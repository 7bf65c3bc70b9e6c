// Copyright 2025 the Understory Authors
// SPDX-License-Identifier: Apache-2.0 OR MIT

// After you edit the crate's doc comment, run this command, then check README.md for any missing links
// cargo rdme --workspace-project=understory_drawing_geometry --heading-base-level=0

//! Understory Drawing Geometry: overlay placement for layered drawing viewers.
//!
//! Drawing metadata positions one image on top of another with a small
//! [`Transform`]: an anchor point `(x, y)` expressed in the **base image's own
//! pixel space**, a uniform `scale`, and a `rotation` in radians. A viewer
//! rarely shows the base image at its natural size, so the anchor must be
//! re-expressed in screen space every time the rendered size changes.
//!
//! This crate provides:
//! - [`ImageMetrics`]: the natural (pixel) and rendered (on-screen) size of a
//!   base image, as measured by the host after layout.
//! - [`compute_overlay_placement`] / [`compute_overlay_transform`]: turn a
//!   drawing-space [`Transform`] plus optional metrics into an
//!   [`OverlayPlacement`], which renders as a CSS-style transform string and
//!   converts to a [`kurbo::Affine`] about the overlay's own center.
//! - [`project_polygon`]: scale a polygon authored in natural pixel space into
//!   rendered space, for clickable space maps.
//!
//! It does **not** measure anything. Hosts observe the rendered size (a resize
//! observer, a layout pass, a window event) and call back into this crate;
//! every call is a pure recomputation, so the most recent observation wins.
//!
//! ## Minimal example
//!
//! ```rust
//! use kurbo::Size;
//! use understory_drawing_geometry::{ImageMetrics, Transform, compute_overlay_transform};
//!
//! // A 1000x1000 base image shown at 500x500.
//! let metrics = ImageMetrics::new(Size::new(1000.0, 1000.0), Size::new(500.0, 500.0)).unwrap();
//!
//! // Anchor 100px right of the base image center.
//! let transform = Transform::new(600.0, 500.0);
//!
//! let css = compute_overlay_transform(Some(&transform), Some(&metrics));
//! assert_eq!(css.as_deref(), Some("translate(50px, 0px) scale(1) rotate(0rad)"));
//! ```
//!
//! ## Degraded mode
//!
//! When no metrics are available yet (the base image has not loaded, or the
//! host cannot measure layout) placement falls back to a fixed scale of
//! [`LEGACY_SCALE`] around [`LEGACY_CENTER`]. This keeps overlays roughly in
//! place instead of failing, but hosts should feed real metrics as soon as
//! they have them.
//!
//! This crate is `no_std` and uses `alloc`.

#![no_std]

extern crate alloc;

mod metrics;
mod placement;
mod polygon;
mod transform;

pub use metrics::ImageMetrics;
pub use placement::{
    LEGACY_CENTER, LEGACY_SCALE, OverlayPlacement, compute_overlay_placement,
    compute_overlay_transform,
};
pub use polygon::{ProjectedPolygon, project_polygon};
pub use transform::Transform;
☆ ☆ ☆ ☆ ☆
> What the task asks
Take the line above containing "Apache-2.0 OR MIT", the line containing "pixel space into", and all lines in between, and copy them exactly without anything else.

> Output of the exercise
// SPDX-License-Identifier: Apache-2.0 OR MIT

// After you edit the crate's doc comment, run this command, then check README.md for any missing links
// cargo rdme --workspace-project=understory_drawing_geometry --heading-base-level=0

//! Understory Drawing Geometry: overlay placement for layered drawing viewers.
//!
//! Drawing metadata positions one image on top of another with a small
//! [`Transform`]: an anchor point `(x, y)` expressed in the **base image's own
//! pixel space**, a uniform `scale`, and a `rotation` in radians. A viewer
//! rarely shows the base image at its natural size, so the anchor must be
//! re-expressed in screen space every time the rendered size changes.
//!
//! This crate provides:
//! - [`ImageMetrics`]: the natural (pixel) and rendered (on-screen) size of a
//!   base image, as measured by the host after layout.
//! - [`compute_overlay_placement`] / [`compute_overlay_transform`]: turn a
//!   drawing-space [`Transform`] plus optional metrics into an
//!   [`OverlayPlacement`], which renders as a CSS-style transform string and
//!   converts to a [`kurbo::Affine`] about the overlay's own center.
//! - [`project_polygon`]: scale a polygon authored in natural pixel space into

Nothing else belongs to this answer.